The ability of noninvasive MCNs to progress into invasive carcinoma has led to a debate regarding its prognosis.45 This progression model implies that noninvasive MCNs that are completely resected should not recur.45 However, some investigators have reported recurrence after complete resection of noninvasive MCNs.2,8,45 This recurrence may partly be attributed to contamination of some of these series’ with IPMNs. However, even in the present analysis of MCNs with OS, there were four recurrences among the 189 patients with benign or borderline MCNs. All four recurrences occurred in the study by Thompson et al.,8 and some investigators have attributed this paradox to incomplete sampling.45 This potential error secondary to inadequate sampling has also been acknowledged by the authors. Hence, we agree with other investigators that “true” noninvasive MCN does not recur after complete resection.

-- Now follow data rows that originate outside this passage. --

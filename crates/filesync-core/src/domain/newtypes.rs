//! Domain newtypes with validation
//!
//! This module provides strongly-typed wrappers for the identifiers the sync
//! engine passes around. Each newtype ensures data validity at construction time.

use std::fmt::{self, Display, Formatter};
use std::str::FromStr;

use serde::{Deserialize, Serialize};
use sha2::{Digest, Sha256};

use super::errors::DomainError;

/// Returns true when `id` is usable as a path segment and storage key
fn is_valid_segment(id: &str) -> bool {
    !id.is_empty()
        && id.len() <= 512
        && !id
            .chars()
            .any(|c| c == '/' || c == '\\' || c.is_whitespace() || c.is_control())
}

// ============================================================================
// SpaceId
// ============================================================================

/// Namespace ("space") identifier
///
/// A space isolates one workspace's sync domain from another's. Every task
/// and every remote call is scoped to exactly one space.
#[derive(Debug, Clone, PartialEq, Eq, Hash, PartialOrd, Ord, Serialize, Deserialize)]
#[serde(try_from = "String", into = "String")]
pub struct SpaceId(String);

impl SpaceId {
    /// Create a new SpaceId
    ///
    /// # Errors
    /// Returns error if the ID is empty or contains separators or whitespace
    pub fn new(id: impl Into<String>) -> Result<Self, DomainError> {
        let id = id.into();
        if !is_valid_segment(&id) {
            return Err(DomainError::InvalidSpaceId(id));
        }
        Ok(Self(id))
    }

    /// Get the inner string reference
    #[must_use]
    pub fn as_str(&self) -> &str {
        &self.0
    }
}

impl Display for SpaceId {
    fn fmt(&self, f: &mut Formatter<'_>) -> fmt::Result {
        write!(f, "{}", self.0)
    }
}

impl FromStr for SpaceId {
    type Err = DomainError;

    fn from_str(s: &str) -> Result<Self, Self::Err> {
        Self::new(s)
    }
}

impl TryFrom<String> for SpaceId {
    type Error = DomainError;

    fn try_from(s: String) -> Result<Self, Self::Error> {
        Self::new(s)
    }
}

impl From<SpaceId> for String {
    fn from(id: SpaceId) -> Self {
        id.0
    }
}

// ============================================================================
// FileId
// ============================================================================

/// File identifier
///
/// For uploads the file ID is the textual form of the file's root content
/// address (see [`FileId::root_cid`]). Deletes accept any well-formed ID, since
/// the remote side may hold files this node never had locally.
#[derive(Debug, Clone, PartialEq, Eq, Hash, PartialOrd, Ord, Serialize, Deserialize)]
#[serde(try_from = "String", into = "String")]
pub struct FileId(String);

impl FileId {
    /// Create a new FileId
    ///
    /// # Errors
    /// Returns error if the ID is empty or contains separators or whitespace
    pub fn new(id: impl Into<String>) -> Result<Self, DomainError> {
        let id = id.into();
        if !is_valid_segment(&id) {
            return Err(DomainError::InvalidFileId(id));
        }
        Ok(Self(id))
    }

    /// Get the inner string reference
    #[must_use]
    pub fn as_str(&self) -> &str {
        &self.0
    }

    /// Interprets this ID as the root address of the file's block graph
    ///
    /// # Errors
    /// Returns `DomainError::InvalidCid` when the ID is not a content address
    pub fn root_cid(&self) -> Result<Cid, DomainError> {
        self.0.parse()
    }
}

impl Display for FileId {
    fn fmt(&self, f: &mut Formatter<'_>) -> fmt::Result {
        write!(f, "{}", self.0)
    }
}

impl FromStr for FileId {
    type Err = DomainError;

    fn from_str(s: &str) -> Result<Self, Self::Err> {
        Self::new(s)
    }
}

impl TryFrom<String> for FileId {
    type Error = DomainError;

    fn try_from(s: String) -> Result<Self, Self::Error> {
        Self::new(s)
    }
}

impl From<FileId> for String {
    fn from(id: FileId) -> Self {
        id.0
    }
}

impl From<Cid> for FileId {
    fn from(cid: Cid) -> Self {
        Self(cid.to_string())
    }
}

// ============================================================================
// Cid
// ============================================================================

/// Length in bytes of a content address digest (SHA-256)
pub const CID_LEN: usize = 32;

/// Content address of an immutable block
///
/// The SHA-256 digest of the block's canonical encoding. Identical content
/// always yields the identical address. Textual form is 64 lowercase hex chars.
#[derive(Clone, Copy, PartialEq, Eq, Hash, PartialOrd, Ord, Serialize, Deserialize)]
#[serde(try_from = "String", into = "String")]
pub struct Cid([u8; CID_LEN]);

impl Cid {
    /// Computes the address of an arbitrary byte sequence
    #[must_use]
    pub fn digest(bytes: &[u8]) -> Self {
        let hash = Sha256::digest(bytes);
        let mut out = [0u8; CID_LEN];
        out.copy_from_slice(&hash);
        Self(out)
    }

    /// Wraps raw digest bytes
    #[must_use]
    pub const fn from_bytes(bytes: [u8; CID_LEN]) -> Self {
        Self(bytes)
    }

    /// Raw digest bytes
    #[must_use]
    pub const fn as_bytes(&self) -> &[u8; CID_LEN] {
        &self.0
    }
}

impl Display for Cid {
    fn fmt(&self, f: &mut Formatter<'_>) -> fmt::Result {
        for byte in &self.0 {
            write!(f, "{byte:02x}")?;
        }
        Ok(())
    }
}

impl fmt::Debug for Cid {
    fn fmt(&self, f: &mut Formatter<'_>) -> fmt::Result {
        write!(f, "Cid({self})")
    }
}

impl FromStr for Cid {
    type Err = DomainError;

    fn from_str(s: &str) -> Result<Self, Self::Err> {
        if s.len() != CID_LEN * 2 {
            return Err(DomainError::InvalidCid(format!(
                "expected {} hex chars, got {}",
                CID_LEN * 2,
                s.len()
            )));
        }

        let mut out = [0u8; CID_LEN];
        for (i, chunk) in s.as_bytes().chunks(2).enumerate() {
            let pair = std::str::from_utf8(chunk)
                .map_err(|_| DomainError::InvalidCid(s.to_string()))?;
            if pair.chars().any(|c| c.is_ascii_uppercase()) {
                return Err(DomainError::InvalidCid(format!("not lowercase hex: {s}")));
            }
            out[i] = u8::from_str_radix(pair, 16)
                .map_err(|_| DomainError::InvalidCid(format!("not hex: {s}")))?;
        }
        Ok(Self(out))
    }
}

impl TryFrom<String> for Cid {
    type Error = DomainError;

    fn try_from(s: String) -> Result<Self, Self::Error> {
        s.parse()
    }
}

impl From<Cid> for String {
    fn from(cid: Cid) -> Self {
        cid.to_string()
    }
}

Currently, both MCNs and IPMNs are considered at the very least premalignant and should be resected. Hence, some may consider the differentiation between the two entities purely academic. However, key differences between MCNs and IPMNs, including multifocality, recurrence after resection, prevalence of frank malignancy, and occurrence of other synchronous and metachronous malignancies, have a major impact on the surgical treatment and subsequent follow-up of the two entities.5,13,35

The results of the present study suggest that the disease-free survival of patients with MCNs defined by OS (benign, 98% and malignant, 62%) compared with MCNs defined by less stringent criteria (benign, 99% and malignant, 62%) are similar. This may suggest that there is little clinical value in distinguishing these two groups. However, one must be cautious when interpreting these results, as the average patient follow-up was only 5 years or less. Furthermore, there was a higher proportion of malignant tumors associated with MCNs defined by less stringent criteria.

In summary, this review demonstrates that pancreatic MCNs with OS have unique and distinct clinicopathological features. Presently, MCNs should be defined by the presence of OS, as it is the most reliable way for distinguishing MCNs from IPMNs. Adoption of “looser” criteria will result in misclassification of some IPMNs as MCNs.